## **Random Forest For Feature Extraction from Predictor file**

Random Forest is a supervised model that implements both decision trees and bagging method. In this notebook we used the function (feature_importances_) present in the random forest classifier package [(from the SciKit Learn Package)](https://scikit-learn.org/stable/auto_examples/ensemble/plot_forest_importances.html) to obtain the features that were most important when seperating ecd contact readings from unsuccessful readings. To get these estimates for variable importance we used the labels for unsucecssful and ecd contact errors that we had access to. 

### Step 1 :

- Import all libraries

In [None]:
## Importing all required libraries 

import pandas as pd                                    ## Library used for Dataframe manipulation                     
import numpy as np                                     ## Library for array manipulation

from sklearn.preprocessing import LabelEncoder         ## Library to encode all categorical variables
from sklearn.model_selection import train_test_split   ## Library for splitting the data into train and test sets
from sklearn.ensemble import RandomForestClassifier    ## Random Forest Classifier library 
from sklearn.metrics import precision_score            ## Metric used to measure the results obtained from Random Forest Classifier
from sklearn import model_selection                    ## Library for model selection 
from sklearn import metrics                            ## Library for metrics to define the results obtained.

### Step 2 :

- Read the predictor file and perfomring EDA (Exploratory Data Analysis)

In [None]:
# Read in the aggregate predictor files
un_pred =  pd.read_csv('../Data/PreprocessedData/Predictors/Unsuccessful.csv')
ecd_pred =  pd.read_csv('../Data/PreprocessedData/Predictors/ecdContact.csv')
syn_pred =  pd.read_csv('../Data/RawData/Predictors/SyntheticECD.csv')
con_pred =  pd.read_csv('../Data/RawData/Predictors/ECDAggContaminated.csv')

In [None]:
## Add labels for predictor data

un_pred['Label'] = "Unsuccessful"
ecd_pred['Label'] = "ecdcontacts"
syn_pred['Label'] = "Synecd"
con_pred['Label'] = "Conecd"

In [None]:
## Merge the predictor files and rename the TestID column to match with timeseries file.

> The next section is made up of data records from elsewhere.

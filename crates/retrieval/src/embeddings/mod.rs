//! Embedding engine.
//!
//! Wraps a provider with batching and the dimension invariant: the first
//! batch fixes the dimension and every later vector must match it.

pub mod config;
pub mod provider;
pub mod providers;

pub use config::EmbeddingConfig;
pub use provider::{create_provider, EmbeddingProvider};

use serde::{Deserialize, Serialize};
use std::sync::{Arc, OnceLock};
use storyloom_core::{AppError, AppResult};

/// Identifies the vector space a set of embeddings lives in.
#[derive(Debug, Clone, PartialEq, Eq, Serialize, Deserialize)]
pub struct EmbedderFingerprint {
    pub provider: String,
    pub model: String,
}

impl std::fmt::Display for EmbedderFingerprint {
    fn fmt(&self, f: &mut std::fmt::Formatter<'_>) -> std::fmt::Result {
        write!(f, "{}/{}", self.provider, self.model)
    }
}

/// Batching, dimension-checking front end over an [`EmbeddingProvider`].
#[derive(Debug)]
pub struct Embedder {
    provider: Arc<dyn EmbeddingProvider>,
    batch_size: usize,
    dimension: OnceLock<usize>,
}

impl Embedder {
    pub fn new(provider: Arc<dyn EmbeddingProvider>, batch_size: usize) -> Self {
        let dimension = OnceLock::new();
        if let Some(known) = provider.dimensions() {
            let _ = dimension.set(known);
        }
        Self {
            provider,
            batch_size: batch_size.max(1),
            dimension,
        }
    }

    /// Build the provider described by `config`.
    pub fn from_config(config: &EmbeddingConfig) -> AppResult<Self> {
        let provider = create_provider(config)?;
        tracing::debug!(
            provider = provider.provider_name(),
            model = provider.model_name(),
            batch_size = config.batch_size,
            "Created embedder"
        );
        Ok(Self::new(provider, config.batch_size))
    }

    pub fn fingerprint(&self) -> EmbedderFingerprint {
        EmbedderFingerprint {
            provider: self.provider.provider_name().to_string(),
            model: self.provider.model_name().to_string(),
        }
    }

    /// Embedding dimension, once known.
    pub fn dimension(&self) -> Option<usize> {
        self.dimension.get().copied()
    }

    /// Check a dimension against the embedder's, pinning it if still unknown.
    pub fn expect_dimension(&self, dimension: usize) -> AppResult<()> {
        self.check_dimension(dimension)
    }

    /// Embed texts in provider batches of `batch_size`, preserving order.
    pub async fn embed(&self, texts: &[String]) -> AppResult<Vec<Vec<f32>>> {
        let mut vectors = Vec::with_capacity(texts.len());

        for batch in texts.chunks(self.batch_size) {
            let embedded = self.provider.embed_batch(batch).await?;
            if embedded.len() != batch.len() {
                return Err(AppError::Embedding(format!(
                    "{} returned {} embeddings for {} texts",
                    self.provider.provider_name(),
                    embedded.len(),
                    batch.len()
                )));
            }
            for vector in &embedded {
                self.check_dimension(vector.len())?;
            }
            vectors.extend(embedded);
        }

        Ok(vectors)
    }

    /// Embed a single text.
    pub async fn embed_one(&self, text: &str) -> AppResult<Vec<f32>> {
        self.embed(&[text.to_string()])
            .await?
            .pop()
            .ok_or_else(|| AppError::Embedding("No embedding returned".to_string()))
    }

    fn check_dimension(&self, found: usize) -> AppResult<()> {
        if found == 0 {
            return Err(AppError::Embedding(
                "Provider returned a zero-length embedding".to_string(),
            ));
        }
        let expected = *self.dimension.get_or_init(|| found);
        if expected != found {
            return Err(AppError::Embedding(format!(
                "Embedding dimension mismatch: expected {}, got {}",
                expected, found
            )));
        }
        Ok(())
    }
}

#[cfg(test)]
mod tests {
    use super::*;
    use std::sync::atomic::{AtomicUsize, Ordering};

    /// Returns vectors whose length grows with every batch.
    #[derive(Debug, Default)]
    struct GrowingProvider {
        calls: AtomicUsize,
    }

    #[async_trait::async_trait]
    impl EmbeddingProvider for GrowingProvider {
        fn provider_name(&self) -> &str {
            "growing"
        }

        fn model_name(&self) -> &str {
            "g1"
        }

        async fn embed_batch(&self, texts: &[String]) -> AppResult<Vec<Vec<f32>>> {
            let dim = 2 + self.calls.fetch_add(1, Ordering::SeqCst);
            Ok(texts.iter().map(|_| vec![1.0; dim]).collect())
        }
    }

    #[tokio::test]
    async fn test_embed_preserves_order_across_batches() {
        let embedder = Embedder::from_config(&EmbeddingConfig {
            batch_size: 2,
            dimensions: 32,
            ..Default::default()
        })
        .unwrap();

        let texts: Vec<String> = ["dragon", "castle", "forest", "dragon", "ocean"]
            .iter()
            .map(|s| s.to_string())
            .collect();
        let vectors = embedder.embed(&texts).await.unwrap();

        assert_eq!(vectors.len(), 5);
        assert_eq!(vectors[0], vectors[3]);
        assert_eq!(embedder.dimension(), Some(32));
        assert_eq!(embedder.embed_one("dragon").await.unwrap(), vectors[0]);
    }

    #[tokio::test]
    async fn test_dimension_mismatch_between_batches() {
        let embedder = Embedder::new(Arc::new(GrowingProvider::default()), 1);
        let texts = vec!["a".to_string(), "b".to_string()];

        let result = embedder.embed(&texts).await;
        assert!(matches!(result, Err(AppError::Embedding(_))));
        assert_eq!(embedder.dimension(), Some(2));
    }

    #[tokio::test]
    async fn test_expected_dimension_is_enforced() {
        let embedder = Embedder::new(Arc::new(GrowingProvider::default()), 8);
        embedder.expect_dimension(5).unwrap();

        let result = embedder.embed_one("query").await;
        assert!(matches!(result, Err(AppError::Embedding(_))));
    }

    #[test]
    fn test_known_dimension_rejects_other() {
        let embedder = Embedder::from_config(&EmbeddingConfig {
            dimensions: 16,
            ..Default::default()
        })
        .unwrap();
        assert_eq!(embedder.dimension(), Some(16));
        assert!(embedder.expect_dimension(32).is_err());
        assert!(embedder.expect_dimension(16).is_ok());
    }

    #[test]
    fn test_fingerprint() {
        let embedder = Embedder::from_config(&EmbeddingConfig::default()).unwrap();
        let fingerprint = embedder.fingerprint();
        assert_eq!(fingerprint.provider, "trigram");
        assert_eq!(fingerprint.model, "trigram-v1");
        assert_eq!(fingerprint.to_string(), "trigram/trigram-v1");
    }
}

preds = pd.concat([un_pred, ecd_pred, syn_pred, con_pred])
preds = preds.rename({'TestID':'TestId'}, axis = 1)

In [None]:
## Reset the index. 
preds = preds.reset_index(drop = True)

In [None]:
## Store the TestIds and Label in a variable ids and labels
ids, labels = preds[['TestId','Label']]

In [None]:
## Check if any column has all values as zero for all records.
(preds == 0).all()

#### Other predictor file columns

- descriptions dropped for confidentiality

In [None]:
## Drop all of the above mentioned columns.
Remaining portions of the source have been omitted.